# [Items from a data source]
Start of Block
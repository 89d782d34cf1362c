use crate::error::ApiError;
use crate::models::PurchaseResponse;
use crate::routes::{authenticate, parse_model_id, AppState};
use actix_web::{web, HttpRequest, HttpResponse};

/// Configure purchase and dashboard routes
pub fn configure(cfg: &mut web::ServiceConfig) {
    cfg.route("/my-Purchase/{id}", web::post().to(purchase_model))
        .route("/my-Purchase", web::get().to(my_purchases))
        .route("/dashboard-stats", web::get().to(dashboard_stats));
}

/// Purchase a model for the caller
///
/// POST /my-Purchase/{id}
///
/// Appends the verified email to the purchaser list, bumps the counter, and
/// records the denormalized ledger entry in one transaction. A repeat attempt
/// is a conflict with no side effect; a missing model is a 404.
async fn purchase_model(
    state: web::Data<AppState>,
    path: web::Path<String>,
    http_req: HttpRequest,
) -> Result<HttpResponse, ApiError> {
    let caller = authenticate(&http_req, &state).await?;
    let id = parse_model_id(&path)?;

    let (purchase, downloads) = state.postgres.purchase_model(id, &caller.email).await?;

    Ok(HttpResponse::Created().json(PurchaseResponse {
        purchase,
        downloads: downloads.max(0) as usize,
    }))
}

/// The caller's purchase ledger, newest first
///
/// GET /my-Purchase
async fn my_purchases(
    state: web::Data<AppState>,
    http_req: HttpRequest,
) -> Result<HttpResponse, ApiError> {
    let caller = authenticate(&http_req, &state).await?;
    let purchases = state.postgres.purchases_by_email(&caller.email).await?;
    Ok(HttpResponse::Ok().json(purchases))
}

/// Marketplace aggregates: model count, user count, total downloads
///
/// GET /dashboard-stats
///
/// Recomputed from current store contents on every call.
async fn dashboard_stats(
    state: web::Data<AppState>,
    http_req: HttpRequest,
) -> Result<HttpResponse, ApiError> {
    authenticate(&http_req, &state).await?;

    let stats = state.postgres.dashboard_stats().await?;
    Ok(HttpResponse::Ok().json(stats))
}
End of Block
# [Directions for this task]
The records above need to be retyped in full, exactly as they stand.

# [Result for this task]
repository 89d782d34cf1362c
use crate::error::ApiError;
use crate::models::PurchaseResponse;
use crate::routes::{authenticate, parse_model_id, AppState};
use actix_web::{web, HttpRequest, HttpResponse};

/// Configure purchase and dashboard routes
pub fn configure(cfg: &mut web::ServiceConfig) {
    cfg.route("/my-Purchase/{id}", web::post().to(purchase_model))
        .route("/my-Purchase", web::get().to(my_purchases))
        .route("/dashboard-stats", web::get().to(dashboard_stats));
}

/// Purchase a model for the caller
///
/// POST /my-Purchase/{id}
///
/// Appends the verified email to the purchaser list, bumps the counter, and
/// records the denormalized ledger entry in one transaction. A repeat attempt
/// is a conflict with no side effect; a missing model is a 404.
async fn purchase_model(
    state: web::Data<AppState>,
    path: web::Path<String>,
    http_req: HttpRequest,
) -> Result<HttpResponse, ApiError> {
    let caller = authenticate(&http_req, &state).await?;
    let id = parse_model_id(&path)?;

    let (purchase, downloads) = state.postgres.purchase_model(id, &caller.email).await?;

    Ok(HttpResponse::Created().json(PurchaseResponse {
        purchase,
        downloads: downloads.max(0) as usize,
    }))
}

/// The caller's purchase ledger, newest first
///
/// GET /my-Purchase
async fn my_purchases(
    state: web::Data<AppState>,
    http_req: HttpRequest,
) -> Result<HttpResponse, ApiError> {
    let caller = authenticate(&http_req, &state).await?;
    let purchases = state.postgres.purchases_by_email(&caller.email).await?;
    Ok(HttpResponse::Ok().json(purchases))
}

/// Marketplace aggregates: model count, user count, total downloads
///
/// GET /dashboard-stats
///
/// Recomputed from current store contents on every call.
async fn dashboard_stats(
    state: web::Data<AppState>,
    http_req: HttpRequest,
) -> Result<HttpResponse, ApiError> {
    authenticate(&http_req, &state).await?;

    let stats = state.postgres.dashboard_stats().await?;
    Ok(HttpResponse::Ok().json(stats))
}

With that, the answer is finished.